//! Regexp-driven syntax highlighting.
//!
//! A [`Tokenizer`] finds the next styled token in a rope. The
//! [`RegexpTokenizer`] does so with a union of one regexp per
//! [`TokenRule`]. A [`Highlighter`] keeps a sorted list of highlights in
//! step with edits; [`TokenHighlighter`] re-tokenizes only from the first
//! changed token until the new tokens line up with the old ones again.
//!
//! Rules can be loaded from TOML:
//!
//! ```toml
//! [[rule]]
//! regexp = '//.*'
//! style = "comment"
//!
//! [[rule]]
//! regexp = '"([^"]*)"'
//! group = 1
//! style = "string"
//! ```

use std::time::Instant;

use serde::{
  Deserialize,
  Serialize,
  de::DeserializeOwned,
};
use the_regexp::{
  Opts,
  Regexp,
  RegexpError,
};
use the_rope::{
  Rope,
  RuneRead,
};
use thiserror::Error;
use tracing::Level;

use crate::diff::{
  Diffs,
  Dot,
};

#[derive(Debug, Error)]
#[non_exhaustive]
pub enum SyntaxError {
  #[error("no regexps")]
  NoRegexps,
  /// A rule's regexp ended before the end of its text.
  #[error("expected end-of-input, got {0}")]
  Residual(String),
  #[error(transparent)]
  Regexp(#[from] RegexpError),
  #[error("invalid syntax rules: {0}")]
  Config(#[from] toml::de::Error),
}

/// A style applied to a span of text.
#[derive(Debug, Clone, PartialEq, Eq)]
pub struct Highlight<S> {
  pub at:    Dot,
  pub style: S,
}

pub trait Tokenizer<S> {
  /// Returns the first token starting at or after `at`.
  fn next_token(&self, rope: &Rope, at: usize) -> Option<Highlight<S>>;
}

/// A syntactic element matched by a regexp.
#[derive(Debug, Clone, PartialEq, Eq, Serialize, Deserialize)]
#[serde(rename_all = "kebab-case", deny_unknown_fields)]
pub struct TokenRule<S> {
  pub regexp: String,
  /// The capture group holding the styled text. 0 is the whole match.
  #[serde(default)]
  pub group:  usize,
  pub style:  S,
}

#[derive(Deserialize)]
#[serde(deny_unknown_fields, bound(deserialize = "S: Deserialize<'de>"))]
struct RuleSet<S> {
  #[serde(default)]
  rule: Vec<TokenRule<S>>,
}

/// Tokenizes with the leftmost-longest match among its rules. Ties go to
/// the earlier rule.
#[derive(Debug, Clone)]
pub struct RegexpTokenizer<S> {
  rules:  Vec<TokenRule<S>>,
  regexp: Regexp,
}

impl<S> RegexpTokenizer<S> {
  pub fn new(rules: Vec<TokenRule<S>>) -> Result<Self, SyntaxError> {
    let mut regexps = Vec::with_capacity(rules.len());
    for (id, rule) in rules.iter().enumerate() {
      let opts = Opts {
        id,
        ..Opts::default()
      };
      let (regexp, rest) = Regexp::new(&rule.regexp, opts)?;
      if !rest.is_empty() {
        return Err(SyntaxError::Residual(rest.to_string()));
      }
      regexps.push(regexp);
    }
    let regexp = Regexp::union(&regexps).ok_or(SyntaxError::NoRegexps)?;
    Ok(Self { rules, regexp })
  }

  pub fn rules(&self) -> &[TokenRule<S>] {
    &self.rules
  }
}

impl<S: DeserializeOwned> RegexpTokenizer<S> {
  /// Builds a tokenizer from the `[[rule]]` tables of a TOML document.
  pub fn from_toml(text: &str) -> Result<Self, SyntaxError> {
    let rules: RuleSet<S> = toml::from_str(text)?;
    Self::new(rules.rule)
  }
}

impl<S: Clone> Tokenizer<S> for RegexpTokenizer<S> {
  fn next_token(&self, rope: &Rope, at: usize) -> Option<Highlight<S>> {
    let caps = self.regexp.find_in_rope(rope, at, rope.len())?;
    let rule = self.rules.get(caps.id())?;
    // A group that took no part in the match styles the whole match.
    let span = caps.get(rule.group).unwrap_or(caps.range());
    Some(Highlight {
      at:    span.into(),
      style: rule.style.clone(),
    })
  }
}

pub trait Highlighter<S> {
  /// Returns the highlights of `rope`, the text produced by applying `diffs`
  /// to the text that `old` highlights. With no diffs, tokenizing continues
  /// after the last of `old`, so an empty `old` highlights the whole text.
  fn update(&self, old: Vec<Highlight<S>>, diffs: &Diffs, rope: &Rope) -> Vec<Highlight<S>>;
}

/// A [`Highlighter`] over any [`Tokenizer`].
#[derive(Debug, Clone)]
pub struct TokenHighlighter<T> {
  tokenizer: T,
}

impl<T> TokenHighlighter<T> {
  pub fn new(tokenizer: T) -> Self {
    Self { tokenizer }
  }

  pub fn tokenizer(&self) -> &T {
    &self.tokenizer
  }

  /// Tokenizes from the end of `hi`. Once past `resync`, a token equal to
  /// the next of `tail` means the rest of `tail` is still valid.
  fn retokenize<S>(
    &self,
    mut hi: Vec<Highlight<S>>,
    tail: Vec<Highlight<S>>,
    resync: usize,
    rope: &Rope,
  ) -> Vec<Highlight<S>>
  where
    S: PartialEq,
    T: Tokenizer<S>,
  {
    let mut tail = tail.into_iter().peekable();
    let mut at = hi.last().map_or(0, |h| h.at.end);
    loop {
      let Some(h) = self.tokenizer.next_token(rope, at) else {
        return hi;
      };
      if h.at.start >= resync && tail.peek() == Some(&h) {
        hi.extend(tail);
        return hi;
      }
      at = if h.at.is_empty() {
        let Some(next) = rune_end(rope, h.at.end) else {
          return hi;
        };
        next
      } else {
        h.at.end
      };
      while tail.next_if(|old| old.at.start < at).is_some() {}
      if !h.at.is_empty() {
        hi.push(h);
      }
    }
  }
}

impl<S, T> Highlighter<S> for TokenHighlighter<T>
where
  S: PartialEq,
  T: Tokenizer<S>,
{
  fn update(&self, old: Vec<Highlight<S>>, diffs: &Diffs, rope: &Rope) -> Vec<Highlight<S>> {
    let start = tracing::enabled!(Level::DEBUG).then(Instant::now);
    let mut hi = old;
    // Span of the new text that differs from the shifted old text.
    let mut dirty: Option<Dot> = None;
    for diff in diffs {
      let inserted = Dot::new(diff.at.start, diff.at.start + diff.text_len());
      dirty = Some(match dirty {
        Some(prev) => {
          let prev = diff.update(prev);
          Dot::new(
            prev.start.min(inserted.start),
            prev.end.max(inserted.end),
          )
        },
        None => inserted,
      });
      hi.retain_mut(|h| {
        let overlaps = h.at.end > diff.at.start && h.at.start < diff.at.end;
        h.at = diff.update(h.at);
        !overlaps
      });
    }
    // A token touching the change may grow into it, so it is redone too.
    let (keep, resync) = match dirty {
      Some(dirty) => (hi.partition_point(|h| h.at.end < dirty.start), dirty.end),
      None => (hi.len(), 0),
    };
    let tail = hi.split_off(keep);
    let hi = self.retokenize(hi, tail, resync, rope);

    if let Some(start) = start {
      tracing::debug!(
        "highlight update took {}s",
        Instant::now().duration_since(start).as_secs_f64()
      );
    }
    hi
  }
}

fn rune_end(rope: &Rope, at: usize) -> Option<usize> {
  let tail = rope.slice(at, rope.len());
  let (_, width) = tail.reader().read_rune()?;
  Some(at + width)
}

Problem to solve:
Nothing but lines that contain "inserted" should appear in the answer. Copy each from the records.

Solution:
      let inserted = Dot::new(diff.at.start, diff.at.start + diff.text_len());
            prev.start.min(inserted.start),
            prev.end.max(inserted.end),
        None => inserted,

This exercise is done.